Là-bas, au sommet de mon unique montagne, il y a des oiseaux qui émettent des chants codés, qui volent par paires, qui fendent l’air avec des coups d’ailes et de joie. Dans les têtes devenues autant de prisons, les pensées représentent une vomissure de gaz empoisonnés : elles ne font que s’auto satisfaire. Leur fonction primordiale de survie ne fait qu’excuser la mort. C’est pourquoi la Nature nous a abandonnés. Sa beauté est inaccessible. Ce que nous en disons est un pâle reflet de sa réalité. Nous nous sommes rendus étrangers à ce que fut notre quotidien. Il est vrai que nous avons eu des enfances d’une lucidité exubérante.

Qu’est-il advenu de ce passé ? Les tueurs ne s’arrêtent pas à la chair. Ils visent l’invisible, qui nous tenait lieu de bonheur. Et l’univers, entre-temps, vieillit, avec des billions d’années déjà passées, avec les étoiles se battant pour leur vie. Il ne suffit pas de briller pour ne pas mourir. Je sais que la matière n’a pas d’yeux, ni une respiration éteinte. Et sous les tombes il y a de la terre fraîche. Nous avons vu des tapis tissés avec des couleurs végétales et l’un d’entre eux avait la couleur ocre du visage d’un des assassinés de Jennine.

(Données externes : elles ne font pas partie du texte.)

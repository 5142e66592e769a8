//! End-to-end tests of the crop recommendation router

use std::sync::Arc;

use axum::body::Body;
use axum::http::{Request, StatusCode};
use axum::Router;
use http_body_util::BodyExt;
use serde_json::{json, Value};
use tower::ServiceExt;

use agri_inference::config::CropServiceConfig;
use agri_inference::crop::CropRecommender;
use agri_inference::{AgriError, Result, TabularClassifier};
use agri_inference_server::crop_router;
use agri_inference_server::state::CropState;

/// Answers with a fixed class, or with an error for empty fields
struct FixedClassifier(i64);

impl TabularClassifier for FixedClassifier {
    fn name(&self) -> &str {
        "fixed"
    }

    fn predict(&self, features: &[f32]) -> Result<i64> {
        if features.len() != 6 {
            return Err(AgriError::InvalidInput("expected 6 features".into()));
        }
        Ok(self.0)
    }
}

struct BrokenClassifier;

impl TabularClassifier for BrokenClassifier {
    fn name(&self) -> &str {
        "broken"
    }

    fn predict(&self, _features: &[f32]) -> Result<i64> {
        Err(AgriError::Inference("graph execution failed".into()))
    }
}

fn app(recommender: CropRecommender) -> Router {
    crop_router(Arc::new(CropState::new(
        recommender,
        CropServiceConfig::default(),
    )))
}

async fn post(app: Router, body: impl Into<Body>) -> (StatusCode, Value) {
    let response = app
        .oneshot(
            Request::builder()
                .method("POST")
                .uri("/crop_recommendation")
                .header("content-type", "application/json")
                .body(body.into())
                .unwrap(),
        )
        .await
        .unwrap();

    let status = response.status();
    let bytes = response.into_body().collect().await.unwrap().to_bytes();
    (status, serde_json::from_slice(&bytes).unwrap())
}

fn sample() -> String {
    json!({
        "Previous Crop": "Wheat",
        "Soil Type": "Loamy",
        "Moisture Level": 45.2,
        "Nitrogen (N)": 80,
        "Phosphorus (P)": 40,
        "Potassium (K)": 35
    })
    .to_string()
}

#[tokio::test]
async fn recommends_known_crop() {
    let app = app(CropRecommender::new(Box::new(FixedClassifier(2))));
    let (status, body) = post(app, sample()).await;

    assert_eq!(status, StatusCode::OK);
    assert_eq!(body, json!({ "Recommended Crop": "Rice" }));
}

#[tokio::test]
async fn unknown_class_is_no_prediction() {
    let app = app(CropRecommender::new(Box::new(FixedClassifier(42))));
    let (status, body) = post(app, sample()).await;

    assert_eq!(status, StatusCode::OK);
    assert_eq!(body["Recommended Crop"], "No prediction available");
}

#[tokio::test]
async fn unknown_categories_still_predict() {
    let app = app(CropRecommender::new(Box::new(FixedClassifier(1))));
    let body = json!({ "Previous Crop": "Banana", "Soil Type": "Volcanic" }).to_string();
    let (status, body) = post(app, body).await;

    assert_eq!(status, StatusCode::OK);
    assert_eq!(body["Recommended Crop"], "Wheat");
}

#[tokio::test]
async fn missing_model_is_server_error() {
    let app = app(CropRecommender::unavailable("crop_rotation_recommendation_model.onnx"));
    let (status, body) = post(app, sample()).await;

    assert_eq!(status, StatusCode::INTERNAL_SERVER_ERROR);
    let message = body["error"].as_str().unwrap();
    assert!(message.starts_with("Model not loaded."), "{message}");
}

#[tokio::test]
async fn malformed_body_is_bad_request() {
    let app = app(CropRecommender::new(Box::new(FixedClassifier(1))));
    let (status, body) = post(app, "{not json").await;

    assert_eq!(status, StatusCode::BAD_REQUEST);
    assert!(body["error"].is_string());
}

#[tokio::test]
async fn non_object_body_is_bad_request() {
    let app = app(CropRecommender::new(Box::new(FixedClassifier(1))));
    let (status, _) = post(app, "[1, 2, 3]").await;

    assert_eq!(status, StatusCode::BAD_REQUEST);
}

#[tokio::test]
async fn inference_failure_is_server_error() {
    let app = app(CropRecommender::new(Box::new(BrokenClassifier)));
    let (status, body) = post(app, sample()).await;

    assert_eq!(status, StatusCode::INTERNAL_SERVER_ERROR);
    assert!(body["error"]
        .as_str()
        .unwrap()
        .contains("graph execution failed"));
}

#[tokio::test]
async fn health_reports_model_state() {
    let app = app(CropRecommender::unavailable("missing.onnx"));
    let response = app
        .oneshot(Request::builder().uri("/health").body(Body::empty()).unwrap())
        .await
        .unwrap();

    assert_eq!(response.status(), StatusCode::OK);
    let bytes = response.into_body().collect().await.unwrap().to_bytes();
    let body: Value = serde_json::from_slice(&bytes).unwrap();
    assert_eq!(body["status"], "ok");
    assert_eq!(body["service"], "crop_recommendation");
    assert_eq!(body["models_loaded"], 0);
}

Ne vous inquiétez pas, vous n’aurez pas à contempler ce tapis, ou ce cadavre. Entre-temps, alors que les soldats de l’ennemi opéraient dans le noir, l’univers vieillissait. Avec nous. Comme nous. Car dans notre désastre final nous allons entraîner Dieu lui-même à sa perte. Mais en attendant, certains dominent et d’autres s’éteignent... Dans le camp, il y a avait un camp, car les degrés de l’Enfer s’emboîtent. Nous sommes assis, dans cette station du confort, de la contemplation, et du renoncement. La brûlure blanche avance sur les corps, chacun prisonnier de sa douleur. La douleur est murée dans les os, comme les os dans le corps, et le corps dans les maisons emmurées en elles-mêmes. Personne ne s’est mis à remonter les horloges. Au-dessus des portes qui sont aujourd’hui dans le chaos des décombres il y a avait des inscriptions simples, et parfois un dessin. L’encre des encriers et le sang se sont mélangés, c’est pourquoi les nouvelles écritures sont boueuses. Les habits et les meubles ont formé des couvertures dures sur des membres éparpillés. La nuit s’est demandée s’il lui était moral de cacher tant de monstruosité, puis elle s’est décidée : elle est restée suspendue bien haut dans le ciel, ce dernier bien des déshérités. Le silence, lui, est descendu, et comme tout escalier avait disparu, il est tombé de tout son poids, il est devenu de plomb. Certains agonisants l’ont reconnu. Ils ont appelé leurs mères à leur secours, mais celles-ci dormaient dans la pièce à côté, avec leur tête tranchée posée sur le coussin. Le mouchoir de Sohrawardi s’est tâché à leur contact...

Plusieurs semaines après ce carnage un jeune homme lisait un manuel pour la construction des cimetières. Mais il n’a jamais trouvé de terrain pour enterrer les morts. Alors, il a abandonné ses études et a rejoint un maquis. Nul ne sait où il se trouve, ni s’il est encore vivant.

C’est qu’il y a quelque chose de plus réduit que la mort, c’est ce qu’on a effacé avec la gomme des enfants, sur le tableau noir de l’Histoire.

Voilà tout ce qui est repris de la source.